Apple isn’t connecting the world in the sense that we’re all going to hold hands around the equator; their goal is a little more plausible: They’re making every gadget we own part of one centralized network. Everything from the homes we live in to the cars we drive will be just an iPhone tap away. It’s already happening, too—as soon as Apple announced their HomeKit, other companies scrambled to begin building products that would be compatible with Apple’s service.
Google is hard at work on a competitor home network, but while they’re fiddling with thermostats, Apple is taking the Edison approach: They’re letting other companies figure out the cool little gadgets while they happily play the mediator that connects it all together.
The future of technology is going to be largely wireless, and we’re already there as far as Internet connections and communication goes. But one area that still needs a big boost in the wireless world is electricity. No matter how much you can do on your smartphone, you still need to plug it in every few days (or every day, if you have an iPhone).
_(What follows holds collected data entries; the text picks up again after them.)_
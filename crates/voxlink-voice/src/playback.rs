//! Serialized decode + playback of inbound fragments.
//!
//! At most one fragment is decoded and played at a time, in arrival order.
//! A fragment that fails to decode or play is logged and dropped; the next
//! one proceeds.

use std::collections::VecDeque;
use std::sync::atomic::{AtomicU64, Ordering};
use std::sync::{Arc, Mutex, MutexGuard};

use async_trait::async_trait;
use thiserror::Error;
use tokio::sync::{watch, Notify};
use tokio::task::JoinHandle;
use tracing::{debug, error, warn};

use voxlink_protocol::codec::decode_fragment;
use voxlink_protocol::{PcmFrame, UserId};

use crate::events::VoiceEventHandler;

#[derive(Error, Debug, Clone, PartialEq, Eq)]
pub enum PlaybackError {
    #[error("Output device error: {0}")]
    Device(String),

    #[error("Output closed")]
    Closed,
}

/// Speaker seam. `play` resolves once the frame has been rendered.
#[async_trait]
pub trait AudioOutput: Send + Sync + 'static {
    async fn play(&self, from: &UserId, frame: PcmFrame) -> Result<(), PlaybackError>;
}

/// An encoded fragment waiting for playback
#[derive(Debug, Clone, PartialEq)]
pub struct Fragment {
    pub from: UserId,
    /// Fragment container bytes
    pub payload: Vec<u8>,
}

#[derive(Debug, Clone, Copy, PartialEq, Eq)]
pub enum PlaybackPhase {
    Idle,
    Playing,
}

#[derive(Debug, Clone, Copy, PartialEq, Eq, Default)]
pub struct PlaybackStats {
    pub played: u64,
    pub dropped: u64,
    pub pending: usize,
}

struct Shared {
    pending: Mutex<VecDeque<Fragment>>,
    wake: Notify,
    interrupt: Notify,
    generation: AtomicU64,
    phase: watch::Sender<PlaybackPhase>,
    played: AtomicU64,
    dropped: AtomicU64,
}

impl Shared {
    fn new() -> Self {
        let (phase, _) = watch::channel(PlaybackPhase::Idle);
        Self {
            pending: Mutex::new(VecDeque::new()),
            wake: Notify::new(),
            interrupt: Notify::new(),
            generation: AtomicU64::new(0),
            phase,
            played: AtomicU64::new(0),
            dropped: AtomicU64::new(0),
        }
    }

    fn pending(&self) -> MutexGuard<'_, VecDeque<Fragment>> {
        match self.pending.lock() {
            Ok(guard) => guard,
            Err(poisoned) => poisoned.into_inner(),
        }
    }

    /// Pop the next fragment together with the generation it belongs to
    fn next_fragment(&self) -> Option<(Fragment, u64)> {
        let mut pending = self.pending();
        let fragment = pending.pop_front()?;
        let generation = self.generation.load(Ordering::SeqCst);
        self.set_phase(PlaybackPhase::Playing);
        Some((fragment, generation))
    }

    /// Whether a clear happened since `generation` was read
    fn is_stale(&self, generation: u64) -> bool {
        self.generation.load(Ordering::SeqCst) != generation
    }

    fn clear(&self) -> usize {
        let cleared = {
            let mut pending = self.pending();
            let n = pending.len();
            pending.clear();
            self.generation.fetch_add(1, Ordering::SeqCst);
            n
        };
        self.interrupt.notify_waiters();
        // Wake idle waiters so they re-check the now empty queue
        self.phase.send_modify(|_| {});
        cleared
    }

    fn set_phase(&self, phase: PlaybackPhase) {
        self.phase.send_if_modified(|current| {
            let changed = *current != phase;
            *current = phase;
            changed
        });
    }
}

/// FIFO playback with a single worker
pub struct PlaybackQueue {
    shared: Arc<Shared>,
    worker: JoinHandle<()>,
}

impl PlaybackQueue {
    /// `handler` sees every successfully decoded frame before it is played.
    pub fn new(output: Arc<dyn AudioOutput>, handler: Arc<dyn VoiceEventHandler>) -> Self {
        let shared = Arc::new(Shared::new());
        let worker = tokio::spawn(run_worker(shared.clone(), output, handler));
        Self { shared, worker }
    }

    /// Append a fragment. Never waits.
    pub fn enqueue(&self, fragment: Fragment) {
        self.shared.pending().push_back(fragment);
        self.shared.wake.notify_one();
    }

    /// Drop every pending fragment and cut the current one short
    pub fn clear(&self) {
        let cleared = self.shared.clear();
        if cleared > 0 {
            debug!("Playback queue cleared ({cleared} pending dropped)");
        }
    }

    pub fn phase(&self) -> PlaybackPhase {
        *self.shared.phase.borrow()
    }

    pub fn watch_phase(&self) -> watch::Receiver<PlaybackPhase> {
        self.shared.phase.subscribe()
    }

    pub fn stats(&self) -> PlaybackStats {
        PlaybackStats {
            played: self.shared.played.load(Ordering::SeqCst),
            dropped: self.shared.dropped.load(Ordering::SeqCst),
            pending: self.shared.pending().len(),
        }
    }

    /// Resolves once nothing is playing and nothing is pending
    pub async fn wait_idle(&self) {
        let mut phase = self.shared.phase.subscribe();
        loop {
            let idle = *phase.borrow_and_update() == PlaybackPhase::Idle;
            if idle && self.shared.pending().is_empty() {
                return;
            }
            if phase.changed().await.is_err() {
                return;
            }
        }
    }
}

impl Drop for PlaybackQueue {
    fn drop(&mut self) {
        self.worker.abort();
    }
}

async fn run_worker(
    shared: Arc<Shared>,
    output: Arc<dyn AudioOutput>,
    handler: Arc<dyn VoiceEventHandler>,
) {
    loop {
        let Some((fragment, generation)) = shared.next_fragment() else {
            shared.set_phase(PlaybackPhase::Idle);
            shared.wake.notified().await;
            continue;
        };

        let frame = match decode_fragment(&fragment.payload) {
            Ok(frame) => frame,
            Err(e) => {
                warn!("Dropping fragment from {}: {e}", fragment.from);
                shared.dropped.fetch_add(1, Ordering::SeqCst);
                continue;
            }
        };

        let interrupted = shared.interrupt.notified();
        tokio::pin!(interrupted);
        interrupted.as_mut().enable();
        if shared.is_stale(generation) {
            continue;
        }

        handler.on_audio_received(&fragment.from, &frame);
        tokio::select! {
            result = output.play(&fragment.from, frame) => match result {
                Ok(()) => {
                    shared.played.fetch_add(1, Ordering::SeqCst);
                }
                Err(e) => {
                    error!("Playback of fragment from {} failed: {e}", fragment.from);
                    shared.dropped.fetch_add(1, Ordering::SeqCst);
                }
            },
            _ = &mut interrupted => {
                debug!("Playback of fragment from {} interrupted", fragment.from);
            }
        }
    }
}

#[cfg(test)]
mod tests {
    use super::*;
    use std::sync::atomic::AtomicUsize;
    use std::time::Duration;

    use voxlink_protocol::codec::encode_fragment;
    use voxlink_protocol::AudioCodec;

    use crate::events::{ChannelEventHandler, VoiceEvent};

    /// Records play order and the peak number of overlapping plays
    #[derive(Default)]
    struct SlowOutput {
        active: AtomicUsize,
        peak: AtomicUsize,
        order: Mutex<Vec<i16>>,
        fail_on: Option<i16>,
    }

    #[async_trait]
    impl AudioOutput for SlowOutput {
        async fn play(&self, _from: &UserId, frame: PcmFrame) -> Result<(), PlaybackError> {
            let now = self.active.fetch_add(1, Ordering::SeqCst) + 1;
            self.peak.fetch_max(now, Ordering::SeqCst);
            tokio::time::sleep(Duration::from_millis(20)).await;
            self.active.fetch_sub(1, Ordering::SeqCst);
            self.order.lock().unwrap().push(frame.samples[0]);
            if Some(frame.samples[0]) == self.fail_on {
                return Err(PlaybackError::Device("glitch".into()));
            }
            Ok(())
        }
    }

    fn fragment(marker: i16) -> Fragment {
        let frame = PcmFrame::new(8000, 1, vec![marker; 160]);
        Fragment {
            from: "userY".into(),
            payload: encode_fragment(&frame, AudioCodec::Pcm16),
        }
    }

    fn queue(output: Arc<SlowOutput>) -> (PlaybackQueue, tokio::sync::mpsc::UnboundedReceiver<VoiceEvent>) {
        let (handler, events) = ChannelEventHandler::new();
        (PlaybackQueue::new(output, Arc::new(handler)), events)
    }

    #[tokio::test(start_paused = true)]
    async fn test_one_fragment_plays_at_a_time_in_order() {
        let output = Arc::new(SlowOutput::default());
        let (queue, _events) = queue(output.clone());

        for marker in 1..=5 {
            queue.enqueue(fragment(marker));
        }
        queue.wait_idle().await;

        assert_eq!(*output.order.lock().unwrap(), vec![1, 2, 3, 4, 5]);
        assert_eq!(output.peak.load(Ordering::SeqCst), 1);
        assert_eq!(queue.stats().played, 5);
        assert_eq!(queue.phase(), PlaybackPhase::Idle);
    }

    #[tokio::test(start_paused = true)]
    async fn test_failures_do_not_stop_the_queue() {
        let output = Arc::new(SlowOutput {
            fail_on: Some(3),
            ..Default::default()
        });
        let (queue, mut events) = queue(output.clone());

        queue.enqueue(fragment(1));
        queue.enqueue(Fragment {
            from: "userY".into(),
            payload: b"VX\x01\x07garbage".to_vec(),
        });
        queue.enqueue(fragment(3));
        queue.enqueue(fragment(4));
        queue.wait_idle().await;

        assert_eq!(*output.order.lock().unwrap(), vec![1, 3, 4]);
        let stats = queue.stats();
        assert_eq!(stats.played, 2);
        assert_eq!(stats.dropped, 2);

        let mut received = 0;
        while let Ok(event) = events.try_recv() {
            assert!(matches!(event, VoiceEvent::AudioReceived { .. }));
            received += 1;
        }
        assert_eq!(received, 3);
    }

    #[tokio::test(start_paused = true)]
    async fn test_clear_drops_pending() {
        let output = Arc::new(SlowOutput::default());
        let (queue, _events) = queue(output.clone());

        for marker in 1..=4 {
            queue.enqueue(fragment(marker));
        }
        tokio::time::sleep(Duration::from_millis(5)).await;
        assert_eq!(queue.phase(), PlaybackPhase::Playing);

        queue.clear();
        queue.wait_idle().await;
        assert_eq!(queue.stats().pending, 0);
        assert!(output.order.lock().unwrap().is_empty());

        queue.enqueue(fragment(9));
        queue.wait_idle().await;
        assert_eq!(*output.order.lock().unwrap(), vec![9]);
    }

    #[test]
    fn test_fragment_taken_before_clear_is_stale() {
        let shared = Shared::new();
        shared.pending().push_back(fragment(1));
        shared.pending().push_back(fragment(2));

        let (taken, generation) = shared.next_fragment().unwrap();
        assert_eq!(taken, fragment(1));
        assert!(!shared.is_stale(generation));

        assert_eq!(shared.clear(), 1);
        assert!(shared.is_stale(generation));
        assert!(shared.next_fragment().is_none());

        shared.pending().push_back(fragment(3));
        let (_, generation) = shared.next_fragment().unwrap();
        assert!(!shared.is_stale(generation));
    }
}
//! Broadcast topic naming.
//!
//! Each purpose gets its own namespace so unrelated traffic never
//! cross-delivers: signaling on `voice-*` never reaches a fragment
//! listener on `audio-*`.

use crate::messages::{ChannelId, UserId};

#[derive(Debug, Clone, PartialEq, Eq, Hash)]
pub enum Topic {
    /// Offer/answer/candidate/presence exchange for one channel
    VoiceSignaling(ChannelId),
    /// Chunked fallback audio for one channel
    AudioFragments(ChannelId),
    /// Voice-message notifications addressed to a channel
    ChannelMessages(ChannelId),
    /// Voice-message notifications addressed to one user
    UserMessages(UserId),
}

impl Topic {
    pub fn prefix(&self) -> &'static str {
        match self {
            Self::VoiceSignaling(_) => "voice",
            Self::AudioFragments(_) => "audio",
            Self::ChannelMessages(_) => "channel",
            Self::UserMessages(_) => "user",
        }
    }

    pub fn name(&self) -> String {
        let scope = match self {
            Self::VoiceSignaling(c) | Self::AudioFragments(c) | Self::ChannelMessages(c) => c.as_str(),
            Self::UserMessages(u) => u.as_str(),
        };
        format!("{}-{}", self.prefix(), scope)
    }
}

impl std::fmt::Display for Topic {
    fn fmt(&self, f: &mut std::fmt::Formatter<'_>) -> std::fmt::Result {
        f.write_str(&self.name())
    }
}

#[cfg(test)]
mod tests {
    use super::*;

    #[test]
    fn test_topic_names() {
        let channel = ChannelId::from("general");
        assert_eq!(Topic::VoiceSignaling(channel.clone()).name(), "voice-general");
        assert_eq!(Topic::AudioFragments(channel.clone()).name(), "audio-general");
        assert_eq!(Topic::ChannelMessages(channel).name(), "channel-general");
        assert_eq!(Topic::UserMessages(UserId::from("u1")).to_string(), "user-u1");
    }

    #[test]
    fn test_namespaces_are_distinct() {
        let channel = ChannelId::from("lobby");
        assert_ne!(
            Topic::VoiceSignaling(channel.clone()).name(),
            Topic::AudioFragments(channel).name()
        );
    }
}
Conversely, the Apple Watch uses an inductive charger that magnetically clips onto the back of the phone and automatically aligns so that the charge can go through. There’s no need to wiggle a micro-USB into a tiny port; just hold it close enough and the magnets do the rest. As Apple says, you can do it in the dark without looking. Is it easy? Sure. Is it new? No—smartphones have been able to do that for years. But that’s what it’s all about. Apple isn’t going to control the future of mobile technology because they’re bigger or better—they’re going to control it because they’re easier, and that’s what we all really want.